On August 28, 2006, the City Council adopted an ordinance that forces all private commercial trash haulers to use the City incinerator for 10 years, effective January 1, 2007, as a condition of doing business in Red Wing. The incinerator has been burning up taxpayer money since its inception and the ordinance is nothing more than an unconstitutional attempt to prevent the inefficient government boondoggle from facing much-needed competition.

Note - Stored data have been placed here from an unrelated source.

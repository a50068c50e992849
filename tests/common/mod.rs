//! Shared fixtures for the integration tests: a recording device, a
//! recording command context and a configurable counting pass.

use std::cell::Cell;
use std::rc::Rc;

use render_graph::{
    AllocationResult, CompileData, PassReflection, RenderContext, RenderData, RenderDevice,
    RenderPass, ResourceDescriptor, ResourceHandle, TextureFormat,
};

/// Hands out sequential handles and records every create/destroy
#[derive(Default)]
pub struct TestDevice {
    next: u64,
    pub created: Vec<ResourceDescriptor>,
    pub destroyed: Vec<ResourceHandle>,
}

impl RenderDevice for TestDevice {
    fn create_resource(&mut self, desc: &ResourceDescriptor) -> AllocationResult<ResourceHandle> {
        self.next += 1;
        self.created.push(desc.clone());
        Ok(ResourceHandle::new(self.next))
    }

    fn destroy_resource(&mut self, handle: ResourceHandle) {
        self.destroyed.push(handle);
    }
}

/// Records every resolve and blit issued during execution
#[derive(Default)]
pub struct TestContext {
    pub resolves: Vec<(ResourceHandle, ResourceHandle)>,
    pub blits: Vec<(ResourceHandle, ResourceHandle)>,
}

impl RenderContext for TestContext {
    fn resolve_resource(&mut self, src: ResourceHandle, dst: ResourceHandle) {
        self.resolves.push((src, dst));
    }

    fn blit(&mut self, src: ResourceHandle, dst: ResourceHandle) {
        self.blits.push((src, dst));
    }
}

/// One declared field: name, sample count (0 accepts any) and format
pub type FieldSpec = (&'static str, u32, TextureFormat);

/// Pass with a fixed reflection that counts its executions
pub struct CountingPass {
    inputs: Vec<FieldSpec>,
    outputs: Vec<FieldSpec>,
    pub executions: Rc<Cell<u32>>,
}

impl CountingPass {
    pub fn new(inputs: &[FieldSpec], outputs: &[FieldSpec]) -> Self {
        Self {
            inputs: inputs.to_vec(),
            outputs: outputs.to_vec(),
            executions: Rc::new(Cell::new(0)),
        }
    }
}

impl RenderPass for CountingPass {
    fn reflect(&self, _compile_data: &CompileData) -> PassReflection {
        let mut reflection = PassReflection::new();
        for (name, samples, format) in &self.inputs {
            reflection
                .add_input(name, "")
                .texture2d(0, 0, *samples)
                .format(*format);
        }
        for (name, samples, format) in &self.outputs {
            reflection
                .add_output(name, "")
                .texture2d(0, 0, *samples)
                .format(*format);
        }
        reflection
    }

    fn execute(&mut self, _ctx: &mut dyn RenderContext, _data: &mut RenderData) {
        self.executions.set(self.executions.get() + 1);
    }
}
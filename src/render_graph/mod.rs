//! Render graph system
//!
//! A user-authored dataflow graph of passes ([`GraphDescription`]) is
//! compiled ([`Compiler`]) into an immutable, ordered, resource-allocated
//! pipeline ([`Executable`]) that runs once per frame. Compilation never
//! leaves generated artifacts behind in the editable graph.

pub mod auto_pass;
pub mod compiler;
pub mod dictionary;
pub mod exe;
pub mod graph;
pub mod pass;
pub mod reflection;
pub mod resource_cache;

pub use auto_pass::ResolvePass;
pub use compiler::{CompileError, Compiler, Dependencies};
pub use dictionary::Dictionary;
pub use exe::{Executable, ExecutionContext};
pub use graph::{Edge, FieldRef, GraphDescription, GraphStructure, GraphStructureError};
pub use pass::{
    make_pass, HotReloadFlags, KeyEvent, MouseEvent, MouseEventKind, PassRef, PassUi, RenderData,
    RenderPass,
};
pub use reflection::{CompileData, Field, FieldVisibility, PassReflection};
pub use resource_cache::ResourceCache;
//! Common types shared between the graph compiler and device backends

use glam::UVec2;

/// Texture format enumeration
#[derive(Debug, Clone, Copy, PartialEq, Eq, Hash, Default)]
pub enum TextureFormat {
    /// Not yet specified; resolved against default properties at allocation
    #[default]
    Unknown,
    Rgba8Unorm,
    Rgba8UnormSrgb,
    Bgra8Unorm,
    Bgra8UnormSrgb,
    Rgba16Float,
    Rgba32Float,
    Depth32Float,
    Depth24PlusStencil8,
    R32Float,
    Rg32Float,
}

impl TextureFormat {
    pub fn is_depth(&self) -> bool {
        matches!(
            self,
            TextureFormat::Depth32Float | TextureFormat::Depth24PlusStencil8
        )
    }

    pub fn is_unknown(&self) -> bool {
        matches!(self, TextureFormat::Unknown)
    }

    pub fn class(&self) -> FormatClass {
        if self.is_depth() {
            FormatClass::DepthStencil
        } else {
            FormatClass::Color
        }
    }

    pub fn bytes_per_pixel(&self) -> u32 {
        match self {
            TextureFormat::Unknown => 0,
            TextureFormat::Rgba8Unorm
            | TextureFormat::Rgba8UnormSrgb
            | TextureFormat::Bgra8Unorm
            | TextureFormat::Bgra8UnormSrgb
            | TextureFormat::Depth32Float
            | TextureFormat::Depth24PlusStencil8
            | TextureFormat::R32Float => 4,
            TextureFormat::Rgba16Float | TextureFormat::Rg32Float => 8,
            TextureFormat::Rgba32Float => 16,
        }
    }
}

/// Broad format category, used when deciding whether two connected fields
/// can share or bridge a resource.
#[derive(Debug, Clone, Copy, PartialEq, Eq)]
pub enum FormatClass {
    Color,
    DepthStencil,
}

/// Kind of resource a field describes
#[derive(Debug, Clone, Copy, PartialEq, Eq, Hash, Default)]
pub enum ResourceKind {
    #[default]
    Texture2D,
    Texture3D,
    /// Raw byte buffer; `width` carries the size in bytes
    Buffer,
}

/// Resource bind-usage flags
#[derive(Debug, Clone, Copy, PartialEq, Eq, Hash)]
pub struct BindFlags(u32);

impl BindFlags {
    pub const NONE: Self = Self(0);
    pub const SHADER_RESOURCE: Self = Self(1 << 0);
    pub const RENDER_TARGET: Self = Self(1 << 1);
    pub const DEPTH_STENCIL: Self = Self(1 << 2);
    pub const UNORDERED_ACCESS: Self = Self(1 << 3);
    pub const COPY_SRC: Self = Self(1 << 4);
    pub const COPY_DST: Self = Self(1 << 5);

    pub fn contains(&self, other: Self) -> bool {
        (self.0 & other.0) == other.0
    }

    pub fn is_empty(&self) -> bool {
        self.0 == 0
    }

    pub fn bits(&self) -> u32 {
        self.0
    }
}

impl Default for BindFlags {
    fn default() -> Self {
        Self::NONE
    }
}

impl std::ops::BitOr for BindFlags {
    type Output = Self;
    fn bitor(self, rhs: Self) -> Self::Output {
        Self(self.0 | rhs.0)
    }
}

/// Channel mask for marked graph outputs
#[derive(Debug, Clone, Copy, PartialEq, Eq, Hash)]
pub struct TextureChannelFlags(u32);

impl TextureChannelFlags {
    pub const NONE: Self = Self(0);
    pub const RED: Self = Self(1 << 0);
    pub const GREEN: Self = Self(1 << 1);
    pub const BLUE: Self = Self(1 << 2);
    pub const ALPHA: Self = Self(1 << 3);
    pub const RGB: Self = Self((1 << 0) | (1 << 1) | (1 << 2));
    pub const ALL: Self = Self((1 << 0) | (1 << 1) | (1 << 2) | (1 << 3));

    pub fn contains(&self, other: Self) -> bool {
        (self.0 & other.0) == other.0
    }
}

impl std::ops::BitOr for TextureChannelFlags {
    type Output = Self;
    fn bitor(self, rhs: Self) -> Self::Output {
        Self(self.0 | rhs.0)
    }
}

/// Fully resolved description handed to the device when creating a resource
#[derive(Debug, Clone, PartialEq, Eq)]
pub struct ResourceDescriptor {
    pub label: Option<String>,
    pub kind: ResourceKind,
    pub width: u32,
    pub height: u32,
    pub depth: u32,
    pub sample_count: u32,
    pub format: TextureFormat,
    pub bind_flags: BindFlags,
}

impl Default for ResourceDescriptor {
    fn default() -> Self {
        Self {
            label: None,
            kind: ResourceKind::Texture2D,
            width: 1,
            height: 1,
            depth: 1,
            sample_count: 1,
            format: TextureFormat::Rgba8Unorm,
            bind_flags: BindFlags::SHADER_RESOURCE,
        }
    }
}

/// Properties to fall back on when a field leaves dimensions or format unset,
/// supplied by the caller per compile/execute call (e.g. current output size).
#[derive(Debug, Clone, Copy, PartialEq, Eq)]
pub struct DefaultProperties {
    pub dims: UVec2,
    pub format: TextureFormat,
}

impl Default for DefaultProperties {
    fn default() -> Self {
        Self {
            dims: UVec2::new(1280, 720),
            format: TextureFormat::Rgba8Unorm,
        }
    }
}

#[cfg(test)]
mod tests {
    use super::*;

    #[test]
    fn bind_flags_union_and_contains() {
        let flags = BindFlags::SHADER_RESOURCE | BindFlags::RENDER_TARGET;
        assert!(flags.contains(BindFlags::SHADER_RESOURCE));
        assert!(flags.contains(BindFlags::RENDER_TARGET));
        assert!(!flags.contains(BindFlags::DEPTH_STENCIL));
        assert!(BindFlags::NONE.is_empty());
        assert!(flags.contains(BindFlags::NONE));
    }

    #[test]
    fn format_classes() {
        assert_eq!(TextureFormat::Rgba16Float.class(), FormatClass::Color);
        assert_eq!(
            TextureFormat::Depth32Float.class(),
            FormatClass::DepthStencil
        );
        assert!(TextureFormat::Unknown.is_unknown());
    }

    #[test]
    fn channel_flags_cover_rgb() {
        assert!(TextureChannelFlags::ALL.contains(TextureChannelFlags::RGB));
        assert!(!TextureChannelFlags::RGB.contains(TextureChannelFlags::ALPHA));
    }
}
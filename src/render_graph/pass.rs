//! Render pass capability and the per-pass resource view

use std::cell::RefCell;
use std::rc::Rc;

use glam::{UVec2, Vec2};

use crate::backend::traits::{RenderContext, ResourceHandle};
use crate::backend::types::TextureFormat;
use crate::render_graph::dictionary::Dictionary;
use crate::render_graph::reflection::{CompileData, PassReflection};
use crate::render_graph::resource_cache::ResourceCache;

/// Shared handle to a pass. The graph and any compiled executables share the
/// same pass objects; everything runs on one thread, so plain `Rc<RefCell>`.
pub type PassRef = Rc<RefCell<dyn RenderPass>>;

/// Mouse event delivered to passes
#[derive(Debug, Clone, Copy, PartialEq)]
pub struct MouseEvent {
    pub pos: Vec2,
    pub kind: MouseEventKind,
}

#[derive(Debug, Clone, Copy, PartialEq, Eq)]
pub enum MouseEventKind {
    Move,
    ButtonDown,
    ButtonUp,
    Wheel,
}

/// Keyboard event delivered to passes
#[derive(Debug, Clone, Copy, PartialEq, Eq)]
pub struct KeyEvent {
    pub key: u32,
    pub pressed: bool,
}

/// What changed in a hot-reload notification
#[derive(Debug, Clone, Copy, PartialEq, Eq)]
pub struct HotReloadFlags(u32);

impl HotReloadFlags {
    pub const NONE: Self = Self(0);
    pub const SHADERS: Self = Self(1 << 0);
    pub const ASSETS: Self = Self(1 << 1);

    pub fn contains(&self, other: Self) -> bool {
        (self.0 & other.0) == other.0
    }
}

impl std::ops::BitOr for HotReloadFlags {
    type Output = Self;
    fn bitor(self, rhs: Self) -> Self::Output {
        Self(self.0 | rhs.0)
    }
}

/// Minimal widget sink a pass can draw its settings into.
///
/// The actual UI toolkit lives outside this crate; this trait is the seam.
pub trait PassUi {
    fn text(&mut self, text: &str);
    fn checkbox(&mut self, label: &str, value: &mut bool) -> bool;
}

/// Per-pass resource view, valid for a single pass invocation.
///
/// Field names resolve against the executable's resource cache as
/// `"pass.field"`, so a pass can only reach the resources it declared.
pub struct RenderData<'a> {
    pass_name: &'a str,
    resources: &'a ResourceCache,
    dictionary: &'a mut Dictionary,
    default_dims: UVec2,
    default_format: TextureFormat,
}

impl<'a> RenderData<'a> {
    pub(crate) fn new(
        pass_name: &'a str,
        resources: &'a ResourceCache,
        dictionary: &'a mut Dictionary,
        default_dims: UVec2,
        default_format: TextureFormat,
    ) -> Self {
        Self {
            pass_name,
            resources,
            dictionary,
            default_dims,
            default_format,
        }
    }

    /// Look up one of this pass's declared fields. `None` means the field is
    /// unbound; whether that is fatal is the pass's call (optional inputs
    /// are legitimately absent).
    pub fn get_resource(&self, field: &str) -> Option<ResourceHandle> {
        self.resources
            .get_resource(&format!("{}.{}", self.pass_name, field))
    }

    pub fn pass_name(&self) -> &str {
        self.pass_name
    }

    pub fn dictionary(&mut self) -> &mut Dictionary {
        self.dictionary
    }

    pub fn default_dims(&self) -> UVec2 {
        self.default_dims
    }

    pub fn default_format(&self) -> TextureFormat {
        self.default_format
    }
}

/// The closed capability set every concrete pass implements.
///
/// The compiler and executable only ever talk to passes through this trait;
/// there is no runtime type inspection anywhere in the pipeline.
pub trait RenderPass {
    /// Declare this pass's resource contract. May depend on upstream fields
    /// propagated through [`CompileData::connected_resources`].
    fn reflect(&self, compile_data: &CompileData) -> PassReflection;

    /// Record this pass's work for the current frame
    fn execute(&mut self, ctx: &mut dyn RenderContext, data: &mut RenderData);

    fn render_ui(&mut self, _ui: &mut dyn PassUi) {}

    fn render_overlay_ui(&mut self, _ui: &mut dyn PassUi) {}

    /// Returns true if the pass handled the event
    fn on_mouse_event(&mut self, _event: &MouseEvent) -> bool {
        false
    }

    /// Returns true if the pass handled the event
    fn on_key_event(&mut self, _event: &KeyEvent) -> bool {
        false
    }

    fn on_hot_reload(&mut self, _flags: HotReloadFlags) {}
}

/// Wrap a concrete pass for insertion into a graph
pub fn make_pass<P: RenderPass + 'static>(pass: P) -> PassRef {
    Rc::new(RefCell::new(pass))
}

Local haulers, Paul Larson and Dale Gibson, are not going along with the City’s plan. They built their hauling businesses into successful enterprises by focusing on what is best for their customers. Larson and Gibson both believe that the citizens of Red Wing should be free to choose low cost, high quality services, rather than being forced to subsidize the City’s incinerator.
The City cannot forbid the exporting of trash any more than it can stop the exporting of its famous Red Wing shoes or the importing of Wisconsin cheese. The Minnesota Supreme Court and local courts have ruled that city governments like Red Wing cannot impose controls that discriminate against the interstate movement of trash. Red Wing and other cities cannot ignore these cases and they cannot ignore law.
The Institute for Justice filed a lawsuit on December 6, 2006, on behalf of Paul Larson and Dale Gibson to defend the rights of entrepreneurs in Minnesota and across the country. This lawsuit is the fifth case in IJ-Minnesota’s campaign to restore economic liberty as a civil right under both the Minnesota and U.S. Constitutions.